Mas Hodgson disse que os inquilinos ainda se sentem pressionados a sair. A organização que começou com reparos e atrasos no aluguel também descobriu quantas pessoas estavam lutando com comida. Isso foi o que levou ao banco de alimentos administrado por inquilinos que opera em uma unidade do prédio a cada dois domingos e atrai cerca de 50 pessoas regularmente.
“Foi realmente terrível. Havia pessoas que preferiam pagar aluguel em vez de comprar comida. E não apenas por causa do COVID. Isso já estava acontecendo antes ”, disse Hodgson.
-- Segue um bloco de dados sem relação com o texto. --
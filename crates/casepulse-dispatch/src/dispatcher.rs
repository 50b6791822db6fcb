//! Fan-out search across the registered backends.
//!
//! One [`SearchCriteria`] becomes one call per selected backend. Calls run
//! concurrently, each under its own timeout; results are concatenated in
//! registration order (supreme, delhi, bombay, then nclat/cerc when selected
//! alone), each backend's own ordering preserved. No deduplication and no
//! cross-backend sorting.
//!
//! Date handling is deliberately asymmetric:
//! - `court = "all"`: every backend gets the date in its own native format.
//! - one named court: the caller's string is passed through unchanged, so
//!   callers already holding a backend-native date can bypass normalisation.
//!   The tribunal is the exception; its lenient normaliser always runs and is
//!   idempotent on tribunal-native input.
//!
//! A failing, timed-out or missing backend contributes zero records and is
//! reported in [`Dispatch::failures`]; it never aborts the others.

use std::time::Duration;

use casepulse_core::{
    CaseRecord, Court, CourtSelector, DateError, SearchCriteria, SearchWindow, Settings,
    normalize,
};
use futures::future::join_all;
use serde::Serialize;
use thiserror::Error;
use tracing::{info, warn};

use crate::backend::{Backend, BackendCause, BackendError, Backends, Capability};

#[derive(Debug, Error, PartialEq, Eq)]
pub enum DispatchError {
    #[error(transparent)]
    InvalidDate(#[from] DateError),
}

#[derive(Debug, Clone, Copy)]
pub struct DispatchConfig {
    /// Per-backend call timeout. Expiry is treated as a backend failure.
    pub timeout: Duration,
}

impl Default for DispatchConfig {
    fn default() -> Self {
        Self {
            timeout: Duration::from_secs(30),
        }
    }
}

impl From<&Settings> for DispatchConfig {
    fn from(settings: &Settings) -> Self {
        Self {
            timeout: settings.backend_timeout(),
        }
    }
}

/// Merged result of one search: records grouped by backend, plus the
/// backends that contributed nothing because they failed.
#[derive(Debug, Default)]
pub struct Dispatch {
    pub records: Vec<CaseRecord>,
    pub failures: Vec<BackendError>,
}

impl Dispatch {
    pub fn is_partial(&self) -> bool {
        !self.failures.is_empty()
    }
}

/// Regulatory-commission search result.
///
/// `degraded` is set when the backend failed; `results` is then empty, which
/// lets callers tell "no data" apart from "backend down".
#[derive(Debug, Clone, Default, Serialize)]
pub struct CommissionResults {
    pub results: Vec<CaseRecord>,
    pub count: usize,
    #[serde(skip_serializing_if = "Option::is_none")]
    pub degraded: Option<String>,
}

/// A backend call with dates already in that backend's format.
#[derive(Debug, Clone, PartialEq, Eq)]
enum Call {
    Single(String),
    Range(String, String),
}

pub struct Dispatcher {
    backends: Backends,
    config: DispatchConfig,
}

impl Dispatcher {
    pub fn new(backends: Backends, config: DispatchConfig) -> Self {
        Self { backends, config }
    }

    /// Courts with a registered backend, in registration order.
    pub fn registered(&self) -> Vec<Court> {
        self.backends.courts()
    }

    /// Run one search across every backend selected by `criteria.court`.
    ///
    /// Only an unparseable date fails the request, and it does so before any
    /// backend is called. A single-date search without a date returns an
    /// empty result without calling anything.
    pub async fn search(&self, criteria: &SearchCriteria) -> Result<Dispatch, DispatchError> {
        let plan = plan(criteria)?;
        if plan.is_empty() {
            return Ok(Dispatch::default());
        }

        info!(
            court = %criteria.court,
            backends = plan.len(),
            "dispatching search"
        );

        let party = criteria.party_name.as_str();
        let outcomes = join_all(
            plan.iter()
                .map(|(court, call)| self.invoke(*court, call, party)),
        )
        .await;

        let mut dispatch = Dispatch::default();
        for ((court, _), outcome) in plan.iter().zip(outcomes) {
            match outcome {
                Ok(records) => {
                    info!(court = %court, count = records.len(), "backend returned");
                    dispatch.records.extend(records);
                }
                Err(e) => {
                    warn!(court = %e.court, error = %e.cause, "backend failed; contributing no records");
                    dispatch.failures.push(e);
                }
            }
        }
        Ok(dispatch)
    }

    /// Regulatory-commission search by month and party.
    ///
    /// Never fails: a backend failure degrades to an empty result with the
    /// cause in [`CommissionResults::degraded`].
    pub async fn search_commission(&self, month: &str, party: &str) -> CommissionResults {
        let outcome = self
            .invoke(Court::Cerc, &Call::Single(month.to_string()), party)
            .await;
        match outcome {
            Ok(results) => {
                info!(court = %Court::Cerc, count = results.len(), "commission search returned");
                CommissionResults {
                    count: results.len(),
                    results,
                    degraded: None,
                }
            }
            Err(e) => {
                warn!(court = %e.court, error = %e.cause, "commission search failed");
                CommissionResults {
                    degraded: Some(e.to_string()),
                    ..CommissionResults::default()
                }
            }
        }
    }

    async fn invoke(
        &self,
        court: Court,
        call: &Call,
        party: &str,
    ) -> Result<Vec<CaseRecord>, BackendError> {
        let Some(backend) = self.backends.get(court) else {
            return Err(BackendError::new(court, BackendCause::NotRegistered));
        };
        let fut = call_backend(&**backend, call, party);
        match tokio::time::timeout(self.config.timeout, fut).await {
            Ok(result) => result,
            Err(_) => Err(BackendError::new(
                court,
                BackendCause::Timeout(self.config.timeout),
            )),
        }
    }
}

async fn call_backend(
    backend: &dyn Backend,
    call: &Call,
    party: &str,
) -> Result<Vec<CaseRecord>, BackendError> {
    match call {
        Call::Single(date) => {
            if backend.supports(Capability::Search) {
                backend.search(party, date).await
            } else if backend.supports(Capability::SearchRange) {
                // Range-only registries (the tribunal) answer single dates as a
                // one-day range.
                backend.search_range(party, date, date).await
            } else {
                Err(BackendError::unsupported(backend.court(), Capability::Search))
            }
        }
        Call::Range(start, end) => backend.search_range(party, start, end).await,
    }
}

/// Per-backend calls for `criteria`, in registration order, dates normalised.
fn plan(criteria: &SearchCriteria) -> Result<Vec<(Court, Call)>, DateError> {
    let selector = criteria.court;
    let mut calls = Vec::new();
    match &criteria.window {
        SearchWindow::Single { date } => {
            let Some(date) = date.as_deref().filter(|d| !d.trim().is_empty()) else {
                return Ok(calls);
            };
            for court in selector.courts() {
                calls.push((court, Call::Single(date_for(court, selector, date)?)));
            }
        }
        SearchWindow::Range { start, end } => {
            for court in selector.courts() {
                calls.push((
                    court,
                    Call::Range(
                        date_for(court, selector, start)?,
                        date_for(court, selector, end)?,
                    ),
                ));
            }
        }
    }
    Ok(calls)
}

fn date_for(court: Court, selector: CourtSelector, date: &str) -> Result<String, DateError> {
    if selector.is_all() || court == Court::Nclat {
        normalize(court, date)
    } else {
        Ok(date.to_string())
    }
}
Ashleigh Doherty, uma residente de Parkdale e professora local, disse que a organização coletiva que foi gerada durante a pandemia é sobre pressionar por melhores condições e exigir mudanças, não esperar por soluções de cima para baixo dos políticos.
“De nossa perspectiva, sabemos que o único poder que temos é por meio desse tipo de organização”, disse Doherty à Al Jazeera fora do West Lodge. “E isso vai envolver o confronto direto com os proprietários, e não ficar esperando que os políticos façam algo por nós – sabemos que isso não vai acontecer”.